Les mouvements protestataires peuvent être d’une incroyable efficacité pour bousculer les pratiques des entreprises. Une étude réalisée en 20151 auprès de 300 entreprises du classement Fortune 500 montre en effet que 22 % des entreprises ciblées par des activistes finissent par céder à leurs revendications. Dans les années 1980 et 1990, Nike a ainsi été la cible de mouvements dénonçant l’existence d’ateliers clandestins (faisant souvent travailler des enfants) qui travaillaient pour le compte de fournisseurs de la marque. Le groupe a été contraint de revoir ses pratiques d’approvisionnement et est aujourd’hui perçu comme le fabricant de vêtements américain le plus exemplaire2. De même, Walmart, après avoir été dans la ligne de mire d’un mouvement militant pour une revalorisation du salaire minimum, a annoncé une vague d’augmentations pour 1,5 million de ses employés en 2015 et 2016. Au regard de l’efficacité des mouvements de protestation pour initier ces changements, pourquoi ne pas étudier leurs méthodes pour donner un coup d’accélérateur à vos propres initiatives internes de transformation ?

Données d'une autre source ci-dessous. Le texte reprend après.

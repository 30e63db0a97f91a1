//! Settings file: store layout and logging defaults.
//!
//! Read from `settings.toml` in the platform config folder unless a path is
//! given. A missing or unreadable file yields the defaults.

use std::fs;
use std::path::{Path, PathBuf};

use cad_store::StoreLayout;
use directories::ProjectDirs;
use serde::{Deserialize, Serialize};

use crate::logging::LogFormat;

const APP_QUALIFIER: &str = "com";
const APP_ORG: &str = "cad-manager";
const APP_NAME: &str = "CAD Manager";
const CONFIG_FILENAME: &str = "settings.toml";

#[derive(Debug, Clone, Default, PartialEq, Eq, Serialize, Deserialize)]
#[serde(default)]
pub struct Settings {
    pub store: StoreLayout,
    pub logging: LoggingSettings,
}

#[derive(Debug, Clone, Default, PartialEq, Eq, Serialize, Deserialize)]
#[serde(default)]
pub struct LoggingSettings {
    pub format: Option<LogFormat>,
}

/// Where the settings came from. Logging is not set up while settings are
/// read, so the outcome is reported afterwards through [`LoadedSettings::log`].
#[derive(Debug, Clone, PartialEq, Eq)]
pub enum SettingsSource {
    File(PathBuf),
    Missing(PathBuf),
    Invalid { path: PathBuf, reason: String },
    NoConfigDir,
}

#[derive(Debug, Clone, PartialEq, Eq)]
pub struct LoadedSettings {
    pub settings: Settings,
    pub source: SettingsSource,
}

impl LoadedSettings {
    pub fn log(&self) {
        match &self.source {
            SettingsSource::File(path) => tracing::info!("Loaded settings from {}", path.display()),
            SettingsSource::Missing(path) => {
                tracing::debug!("No settings file at {}, using defaults", path.display());
            }
            SettingsSource::Invalid { path, reason } => tracing::warn!(
                "Failed to read settings file {}: {}, using defaults",
                path.display(),
                reason
            ),
            SettingsSource::NoConfigDir => {
                tracing::warn!("Could not determine settings path, using defaults");
            }
        }
    }
}

/// Default location of the settings file.
pub fn settings_path() -> Option<PathBuf> {
    ProjectDirs::from(APP_QUALIFIER, APP_ORG, APP_NAME)
        .map(|dirs| dirs.config_dir().join(CONFIG_FILENAME))
}

/// Reads settings from `explicit`, or from the default location.
pub fn load_settings(explicit: Option<&Path>) -> LoadedSettings {
    let path = match explicit {
        Some(path) => path.to_path_buf(),
        None => match settings_path() {
            Some(path) => path,
            None => {
                return LoadedSettings {
                    settings: Settings::default(),
                    source: SettingsSource::NoConfigDir,
                };
            }
        },
    };
    read_settings(path)
}

fn read_settings(path: PathBuf) -> LoadedSettings {
    let defaults = |source| LoadedSettings {
        settings: Settings::default(),
        source,
    };
    match fs::read_to_string(&path) {
        Ok(content) => match toml::from_str(&content) {
            Ok(settings) => LoadedSettings {
                settings,
                source: SettingsSource::File(path),
            },
            Err(e) => defaults(SettingsSource::Invalid {
                path,
                reason: e.to_string(),
            }),
        },
        Err(e) if e.kind() == std::io::ErrorKind::NotFound => defaults(SettingsSource::Missing(path)),
        Err(e) => defaults(SettingsSource::Invalid {
            path,
            reason: e.to_string(),
        }),
    }
}

#[cfg(test)]
mod tests {
    use super::*;
    use tempfile::tempdir;

    #[test]
    fn partial_file_keeps_other_defaults() {
        let dir = tempdir().unwrap();
        let path = dir.path().join("settings.toml");
        fs::write(&path, "[store]\nfolder_name = \"Toggles\"\n\n[logging]\nformat = \"json\"\n").unwrap();

        let loaded = load_settings(Some(&path));
        assert_eq!(loaded.source, SettingsSource::File(path));
        assert_eq!(loaded.settings.store.folder_name, "Toggles");
        assert_eq!(loaded.settings.store.extension, "json");
        assert_eq!(loaded.settings.logging.format, Some(LogFormat::Json));
    }

    #[test]
    fn malformed_file_falls_back_to_defaults() {
        let dir = tempdir().unwrap();
        let path = dir.path().join("settings.toml");
        fs::write(&path, "store = 3").unwrap();

        let loaded = load_settings(Some(&path));
        assert!(matches!(loaded.source, SettingsSource::Invalid { .. }));
        assert_eq!(loaded.settings, Settings::default());
    }

    #[test]
    fn missing_file_is_not_an_error() {
        let dir = tempdir().unwrap();
        let loaded = load_settings(Some(&dir.path().join("none.toml")));
        assert!(matches!(loaded.source, SettingsSource::Missing(_)));
    }
}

Définir clairement son ambition et ses enjeux
Quelle est votre vision de l’avenir, la situation idéale à atteindre ? « Définir clairement le changement voulu est un facteur clé de succès des mouvements activistes, expliquent Greg Satell et Srdja Popovic3 du Center for Applied Nonviolent Action and Strategies. Gandhi voulait l’indépendance de son pays par rapport à la couronne britannique. Le mouvement des droits civiques visait l’adoption de textes de lois bien précis… Autant d’objectifs concrets autour desquels une stratégie pouvait s’articuler. » Et Srdja Popovic insiste sur la nécessité de définir clairement le succès recherché pour inspirer l’opinion publique : il ne suffit pas de critiquer l’état actuel des choses. L’éditorialiste du New York Times Joe Nocera fait la même observation à propos du mouvement Occupy Wall Street4, désormais moribond : « Ces manifestants avaient une multitude de revendications, dénonçant essentiellement le pouvoir d’oppression des grandes entreprises, mais ils n’ont jamais réussi à dépasser leurs slogans [pour proposer des solutions]. »

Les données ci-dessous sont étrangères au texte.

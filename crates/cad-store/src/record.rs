//! On-disk record schema.
//!
//! One record per container. Sub-item entries come in two shapes: the
//! legacy form is a bare visibility boolean, the current form is an object
//! carrying visibility and overrides. Both load; only the current form is
//! written. PascalCase field names from older writers are accepted as aliases.

use std::collections::BTreeMap;

use cad_model::{Container, LineWeight, OverrideSet, Rgb, SubItem};
use serde::{Deserialize, Serialize};

/// Persisted state of one container.
#[derive(Debug, Clone, Default, PartialEq, Serialize, Deserialize)]
#[serde(rename_all = "camelCase")]
pub struct ContainerRecord {
    #[serde(default, alias = "Visibility")]
    pub visible: bool,
    #[serde(default, alias = "Halftone")]
    pub halftone: Option<bool>,
    #[serde(default, alias = "LinePattern")]
    pub line_pattern: Option<String>,
    #[serde(default, alias = "LineColor")]
    pub line_color: Option<String>,
    #[serde(default, alias = "LineWeight")]
    pub line_weight: Option<i32>,
    /// Keyed by normalized sub-item name.
    #[serde(default, alias = "Layers")]
    pub subitems: Option<BTreeMap<String, Option<SubItemValue>>>,
}

/// A sub-item entry in either schema.
#[derive(Debug, Clone, PartialEq, Serialize, Deserialize)]
#[serde(untagged)]
pub enum SubItemValue {
    Legacy(bool),
    Record(SubItemRecord),
    /// Anything else; ignored on load.
    Unrecognized(serde_json::Value),
}

#[derive(Debug, Clone, Default, PartialEq, Serialize, Deserialize)]
#[serde(rename_all = "camelCase")]
pub struct SubItemRecord {
    #[serde(default, alias = "Visibility")]
    pub visible: bool,
    #[serde(default, alias = "LinePattern")]
    pub line_pattern: Option<String>,
    #[serde(default, alias = "LineColor")]
    pub line_color: Option<String>,
    #[serde(default, alias = "LineWeight")]
    pub line_weight: Option<i32>,
}

/// Counts gathered while applying one record.
#[derive(Debug, Clone, Copy, Default, PartialEq, Eq)]
pub struct ApplyCounts {
    pub sub_items_updated: usize,
    pub sub_items_missing: usize,
    pub values_ignored: usize,
}

impl ContainerRecord {
    pub fn from_container(container: &Container) -> Self {
        let subitems = container
            .sub_items
            .iter()
            .map(|s| {
                (
                    s.name.clone(),
                    Some(SubItemValue::Record(SubItemRecord::from_sub_item(s))),
                )
            })
            .collect();
        Self {
            visible: container.visible,
            halftone: Some(container.halftone),
            line_pattern: container.overrides.line_pattern.clone(),
            line_color: container.overrides.color.map(Rgb::to_hex),
            line_weight: container.overrides.line_weight.map(i32::from),
            subitems: Some(subitems),
        }
    }

    /// Overwrites the container's state with this record.
    ///
    /// Sub-items the record does not mention keep their state; entries naming
    /// sub-items the container does not have are skipped.
    pub fn apply_to(&self, container: &mut Container) -> ApplyCounts {
        let mut counts = ApplyCounts::default();
        container.visible = self.visible;
        container.halftone = self.halftone.unwrap_or(false);
        container.overrides = decode_overrides(
            &container.name,
            self.line_pattern.as_deref(),
            self.line_color.as_deref(),
            self.line_weight,
        );

        let Some(entries) = &self.subitems else {
            return counts;
        };
        let owner = container.name.clone();
        for (name, value) in entries {
            let Some(sub_item) = find_sub_item(container, name) else {
                tracing::debug!(container = %owner, sub_item = %name, "saved sub-item not present");
                counts.sub_items_missing += 1;
                continue;
            };
            match value {
                Some(SubItemValue::Legacy(visible)) => {
                    sub_item.visible = *visible;
                    sub_item.overrides = OverrideSet::default();
                    counts.sub_items_updated += 1;
                }
                Some(SubItemValue::Record(record)) => {
                    record.apply_to(sub_item);
                    counts.sub_items_updated += 1;
                }
                Some(SubItemValue::Unrecognized(raw)) => {
                    tracing::warn!(sub_item = %name, value = %raw, "ignoring unrecognized sub-item entry");
                    counts.values_ignored += 1;
                }
                None => counts.values_ignored += 1,
            }
        }
        counts
    }
}

impl SubItemRecord {
    pub fn from_sub_item(sub_item: &SubItem) -> Self {
        Self {
            visible: sub_item.visible,
            line_pattern: sub_item.overrides.line_pattern.clone(),
            line_color: sub_item.overrides.color.map(Rgb::to_hex),
            line_weight: sub_item.overrides.line_weight.map(i32::from),
        }
    }

    pub fn apply_to(&self, sub_item: &mut SubItem) {
        sub_item.visible = self.visible;
        sub_item.overrides = decode_overrides(
            &sub_item.name,
            self.line_pattern.as_deref(),
            self.line_color.as_deref(),
            self.line_weight,
        );
    }
}

/// Exact normalized-name match first, then case-insensitive.
fn find_sub_item<'a>(container: &'a mut Container, name: &str) -> Option<&'a mut SubItem> {
    let normalized = cad_model::normalize_name(name);
    let index = container
        .sub_items
        .iter()
        .position(|s| s.name == normalized)
        .or_else(|| {
            container
                .sub_items
                .iter()
                .position(|s| cad_model::names_equal(&s.name, &normalized))
        })?;
    container.sub_items.get_mut(index)
}

/// Invalid stored values degrade to "no override".
fn decode_overrides(
    owner: &str,
    pattern: Option<&str>,
    color: Option<&str>,
    weight: Option<i32>,
) -> OverrideSet {
    let color = color.and_then(|raw| match Rgb::parse_hex(raw) {
        Ok(rgb) => Some(rgb),
        Err(e) => {
            tracing::warn!(entity = %owner, error = %e, "dropping stored color");
            None
        }
    });
    let line_weight = weight.and_then(|raw| match LineWeight::new(raw) {
        Ok(w) => Some(w),
        Err(e) => {
            if raw > 0 {
                tracing::warn!(entity = %owner, error = %e, "dropping stored line weight");
            }
            None
        }
    });
    OverrideSet {
        color,
        line_pattern: pattern.filter(|p| !p.is_empty()).map(str::to_string),
        line_weight,
    }
}

#[cfg(test)]
mod tests {
    use super::*;
    use cad_model::ExternalId;

    fn walls() -> Container {
        Container::new(ExternalId::from_raw(1), "Floor.dwg").with_sub_items([
            SubItem::new(ExternalId::from_raw(10), "Walls"),
            SubItem::new(ExternalId::from_raw(11), "Doors"),
        ])
    }

    #[test]
    fn legacy_boolean_entries_clear_overrides() {
        let json = r#"{"visible": true, "subitems": {"Walls": false}}"#;
        let record: ContainerRecord = serde_json::from_str(json).unwrap();
        let mut container = walls();
        for sub_item in &mut container.sub_items {
            sub_item.overrides.line_pattern = Some("Dashed".into());
        }
        let counts = record.apply_to(&mut container);
        assert_eq!(counts.sub_items_updated, 1);
        let walls = container.sub_item_by_name("Walls").unwrap();
        assert!(!walls.visible);
        assert!(walls.overrides.is_empty());
        assert_eq!(
            container.sub_item_by_name("Doors").unwrap().overrides.line_pattern.as_deref(),
            Some("Dashed")
        );
    }

    #[test]
    fn pascal_case_fields_are_accepted() {
        let json = r##"{
            "Visibility": false,
            "Halftone": true,
            "LineColor": "#00FF00",
            "LineWeight": 4,
            "Layers": {"walls": {"Visibility": false, "LinePattern": "Dashed"}}
        }"##;
        let record: ContainerRecord = serde_json::from_str(json).unwrap();
        let mut container = walls();
        record.apply_to(&mut container);
        assert!(!container.visible);
        assert!(container.halftone);
        assert_eq!(container.overrides.color, Some(Rgb::new(0, 255, 0)));
        assert_eq!(container.overrides.line_weight.map(LineWeight::get), Some(4));
        let walls = container.sub_item_by_name("Walls").unwrap();
        assert!(!walls.visible);
        assert_eq!(walls.overrides.line_pattern.as_deref(), Some("Dashed"));
    }

    #[test]
    fn invalid_values_degrade_to_absent() {
        let json = r#"{"visible": true, "lineColor": "chartreuse", "lineWeight": 99}"#;
        let record: ContainerRecord = serde_json::from_str(json).unwrap();
        let mut container = walls();
        container.overrides.color = Some(Rgb::new(1, 2, 3));
        record.apply_to(&mut container);
        assert!(container.overrides.is_empty());
    }

    #[test]
    fn unrecognized_entries_are_counted_not_fatal() {
        let json = r#"{"visible": true, "subitems": {"Walls": 7, "Doors": null}}"#;
        let record: ContainerRecord = serde_json::from_str(json).unwrap();
        let counts = record.apply_to(&mut walls());
        assert_eq!(counts.values_ignored, 2);
        assert_eq!(counts.sub_items_updated, 0);
    }
}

Choisir un leader pour incarner le changement
Joe Nocera relève un autre point important : « Le mouvement Occupy avait délibérément fait le choix, et était fier, de ne pas avoir de chef de file, rejetant toute forme de leadership au profit d’un consensus large, et donc vague. Or il est difficile d’arriver à quoi que ce soit sans leaders ». Dans son guide de stratégie activiste, Greg Satell et Srdja Popovic rappellent en effet qu’il est nécessaire de désigner un chef pour concrétiser le changement, relevant au passage trois caractéristiques communes à la plupart des grands leaders des mouvements de protestation les plus efficaces :
• Une vision pour l’avenir, qui puisse être partagée par une large base de sympathisants.
• Une personnalité forte, souvent marquée par une volonté, une motivation et un engagement solides.

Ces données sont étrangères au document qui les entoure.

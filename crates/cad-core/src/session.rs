//! The top-level controller owning the canonical hierarchy.

use std::borrow::Cow;
use std::path::{Path, PathBuf};

use cad_model::{
    Container, EntityKey, EntityKind, EntityRef, ExternalId, Hierarchy, OverrideSet, ViewId,
    compare_names,
};
use cad_store::{
    LoadSummary, ProjectLocation, SaveSummary, StoreError, StoreLayout, find_matching_folder,
    folder_matches, load_hierarchy, save_hierarchy,
};

use crate::applicator::{ApplyItem, ApplyReport, apply_batch};
use crate::collect::collect_hierarchy;
use crate::error::{CoreError, Result};
use crate::filter::filter;
use crate::propagate::{PropagationReport, propagate_to_views};
use crate::resolver::{OverrideEdit, OverrideSummary, resolve_overrides};
use crate::selection::{ClickModifier, SelectionController, enumeration_order};
use crate::sync::sync_to_canonical;
use crate::target::RenderTarget;

/// Everything an override edit surface needs to open.
#[derive(Debug, Clone, PartialEq, Eq)]
pub struct OverrideEditContext {
    /// Entities the edit will apply to.
    pub targets: Vec<EntityKey>,
    pub summary: OverrideSummary,
    /// Line pattern names, sorted.
    pub patterns: Vec<String>,
}

#[derive(Debug, Clone, PartialEq, Eq)]
pub struct LoadOutcome {
    pub store: LoadSummary,
    pub apply: ApplyReport,
}

/// Owns the target, the canonical hierarchy, the search query and the
/// selection state for one view.
#[derive(Debug)]
pub struct Session<T: RenderTarget> {
    target: T,
    view: ViewId,
    project: ProjectLocation,
    layout: StoreLayout,
    hierarchy: Hierarchy,
    selection: SelectionController,
    query: String,
}

impl<T: RenderTarget> Session<T> {
    /// Opens a session on `view` and collects its hierarchy.
    pub fn open(
        target: T,
        view: ViewId,
        project: ProjectLocation,
        layout: StoreLayout,
    ) -> Result<Self> {
        let mut session = Self {
            target,
            view,
            project,
            layout,
            hierarchy: Hierarchy::default(),
            selection: SelectionController::new(),
            query: String::new(),
        };
        session.refresh()?;
        Ok(session)
    }

    pub fn target(&self) -> &T {
        &self.target
    }

    pub fn into_target(self) -> T {
        self.target
    }

    pub fn view(&self) -> ViewId {
        self.view
    }

    pub fn hierarchy(&self) -> &Hierarchy {
        &self.hierarchy
    }

    pub fn selection(&self) -> &SelectionController {
        &self.selection
    }

    /// Replaces the hierarchy with a fresh read of the target.
    pub fn refresh(&mut self) -> Result<()> {
        let hierarchy = collect_hierarchy(&self.target, self.view)?;
        self.replace_hierarchy(hierarchy);
        Ok(())
    }

    fn replace_hierarchy(&mut self, hierarchy: Hierarchy) {
        self.hierarchy = hierarchy;
        self.selection.rebuild(&self.hierarchy);
    }

    pub fn query(&self) -> &str {
        &self.query
    }

    pub fn set_query(&mut self, query: impl Into<String>) {
        self.query = query.into();
    }

    /// The containers to display for the current query.
    pub fn visible_containers(&self) -> Cow<'_, [Container]> {
        filter(self.hierarchy.containers(), &self.query)
    }

    pub fn click(&mut self, key: EntityKey, modifier: ClickModifier) -> bool {
        let order = enumeration_order(&self.visible_containers());
        self.selection
            .click(&mut self.hierarchy, &order, key, modifier)
    }

    pub fn select_all_siblings(&mut self) -> usize {
        self.selection.select_all_siblings(&mut self.hierarchy)
    }

    /// Escape: deselect everything and clear the search.
    pub fn clear(&mut self) {
        self.selection.clear(&mut self.hierarchy);
        self.query.clear();
    }

    /// Copies edits made on filtered copies back to the canonical entities.
    pub fn commit_filtered_edit(&mut self, edited: &[Container]) -> usize {
        sync_to_canonical(&mut self.hierarchy, edited)
    }

    /// Sets visibility on every selected entity, or on `key` alone when
    /// nothing is selected, and writes the result to the target.
    pub fn set_visibility(&mut self, key: EntityKey, visible: bool) -> Result<ApplyReport> {
        let mut keys = self.hierarchy.selected_keys(EntityKind::Container);
        keys.extend(self.hierarchy.selected_keys(EntityKind::SubItem));
        if keys.is_empty() {
            keys.push(key);
        }

        let items = keys
            .iter()
            .map(|k| {
                let mut item = self.apply_item(*k)?;
                item.visible = visible;
                Ok(item)
            })
            .collect::<Result<Vec<_>>>()?;

        let report = apply_batch(&mut self.target, self.view, &items)?;
        for key in &report.applied {
            self.hierarchy.set_visible(*key, visible);
        }
        Ok(report)
    }

    /// Sets halftone on every selected container when `container` is
    /// selected, otherwise on `container` alone.
    pub fn toggle_halftone(&mut self, container: ExternalId, halftone: bool) -> Result<ApplyReport> {
        let key = EntityKey::Container(container);
        let clicked = self
            .hierarchy
            .container(container)
            .ok_or(CoreError::UnknownEntity(key))?;
        let keys = if clicked.selected {
            self.hierarchy.selected_keys(EntityKind::Container)
        } else {
            vec![key]
        };

        let items = keys
            .iter()
            .map(|k| {
                let mut item = self.apply_item(*k)?;
                item.halftone = halftone;
                Ok(item)
            })
            .collect::<Result<Vec<_>>>()?;

        let report = apply_batch(&mut self.target, self.view, &items)?;
        for key in &report.applied {
            if let Some(c) = self.hierarchy.container_mut(key.id()) {
                c.halftone = halftone;
            }
        }
        Ok(report)
    }

    /// Determines the entities an override edit on `key` covers and
    /// summarizes their current state.
    pub fn begin_override_edit(&self, key: EntityKey) -> Result<OverrideEditContext> {
        let entity = self
            .hierarchy
            .entity(key)
            .ok_or(CoreError::UnknownEntity(key))?;
        let targets = if entity.selected() {
            self.hierarchy.selected_keys(key.kind())
        } else {
            vec![key]
        };
        let summary = resolve_overrides(&self.target, self.view, &targets)?;
        let mut patterns = self.target.line_patterns();
        patterns.sort_by(|a, b| compare_names(a, b));
        Ok(OverrideEditContext {
            targets,
            summary,
            patterns,
        })
    }

    /// Applies `edit` to `targets`. Untouched fields keep each entity's
    /// current override.
    pub fn apply_override_edit(
        &mut self,
        targets: &[EntityKey],
        edit: &OverrideEdit,
    ) -> Result<ApplyReport> {
        let items = targets
            .iter()
            .map(|k| {
                let mut item = self.apply_item(*k)?;
                item.overrides = edit.desired(&item.overrides);
                item.halftone = edit.desired_halftone(item.halftone);
                Ok(item)
            })
            .collect::<Result<Vec<_>>>()?;

        let report = apply_batch(&mut self.target, self.view, &items)?;
        for item in items.iter().filter(|i| report.was_applied(i.key)) {
            self.store_overrides(item.key, item.overrides.clone(), item.halftone);
        }
        Ok(report)
    }

    fn apply_item(&self, key: EntityKey) -> Result<ApplyItem> {
        self.hierarchy
            .entity(key)
            .map(ApplyItem::from_entity)
            .ok_or(CoreError::UnknownEntity(key))
    }

    fn store_overrides(&mut self, key: EntityKey, overrides: OverrideSet, halftone: bool) {
        match key {
            EntityKey::Container(id) => {
                if let Some(c) = self.hierarchy.container_mut(id) {
                    c.overrides = overrides;
                    c.halftone = halftone;
                }
            }
            EntityKey::SubItem(id) => {
                if let Some(s) = self.hierarchy.sub_item_mut(id) {
                    s.overrides = overrides;
                }
            }
        }
    }

    pub fn save_folder(&self) -> Result<PathBuf> {
        Ok(self.layout.save_folder(&self.project)?)
    }

    /// Saves the hierarchy. Overrides are re-read from the target so changes
    /// made outside this session are captured; visibility and halftone come
    /// from the session.
    pub fn save(&self) -> Result<SaveSummary> {
        let span = tracing::info_span!("save", view = %self.view);
        let _guard = span.enter();

        let mut fresh = collect_hierarchy(&self.target, self.view)?;
        for container in fresh.containers_mut() {
            let Some(current) = self.hierarchy.container_by_name(&container.name) else {
                continue;
            };
            container.visible = current.visible;
            container.halftone = current.halftone;
            for sub_item in &mut container.sub_items {
                if let Some(current_sub) = current.sub_item_by_name(&sub_item.name) {
                    sub_item.visible = current_sub.visible;
                }
            }
        }

        let folder = self.save_folder()?;
        let summary = save_hierarchy(&self.layout, &folder, &fresh).inspect_err(|e| {
            tracing::error!(error = %e, "Saving layer settings failed");
        })?;
        Ok(summary)
    }

    /// Loads from the project save folder, or the first of its sub-folders
    /// holding records for this hierarchy.
    pub fn load(&mut self) -> Result<LoadOutcome> {
        let base = self.save_folder()?;
        let folder = find_matching_folder(&self.layout, &base, &self.hierarchy)?
            .ok_or(StoreError::NoMatchingRecords { path: base })?;
        self.load_from(&folder)
    }

    /// Loads from `folder` and applies the loaded state to the target. On
    /// any failure neither the hierarchy nor the target changes.
    pub fn load_from(&mut self, folder: &Path) -> Result<LoadOutcome> {
        let span = tracing::info_span!("load", folder = %folder.display());
        let _guard = span.enter();

        if !folder_matches(&self.layout, folder, &self.hierarchy) {
            let err = StoreError::NoMatchingRecords {
                path: folder.to_path_buf(),
            };
            tracing::error!(error = %err, "Loading layer settings failed");
            return Err(err.into());
        }

        let mut staged = self.hierarchy.clone();
        let store = load_hierarchy(&self.layout, folder, &mut staged).inspect_err(|e| {
            tracing::error!(error = %e, "Loading layer settings failed");
        })?;

        let items: Vec<ApplyItem> = staged
            .containers()
            .iter()
            .flat_map(|c| {
                std::iter::once(ApplyItem::from_entity(EntityRef::Container(c))).chain(
                    c.sub_items
                        .iter()
                        .map(|s| ApplyItem::from_entity(EntityRef::SubItem(s))),
                )
            })
            .collect();
        let apply = apply_batch(&mut self.target, self.view, &items)?;

        self.replace_hierarchy(staged);
        Ok(LoadOutcome { store, apply })
    }

    /// Copies this view's state onto `views`.
    pub fn propagate(&mut self, views: &[ViewId]) -> Result<PropagationReport> {
        propagate_to_views(&mut self.target, self.view, views)
    }
}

• La maîtrise de soi : les grands leaders savent s’imposer sans abuser de leur pouvoir. Parallèlement, les experts notent que si certains mouvements ont été menés par des leaders très visibles et charismatiques, à l’image de Gandhi ou de Martin Luther King, d’autres ont été dirigés par des chefs de file plus discrets, voire des groupes de plusieurs individus, comme la Révolution de velours en Tchécoslovaquie en 1989.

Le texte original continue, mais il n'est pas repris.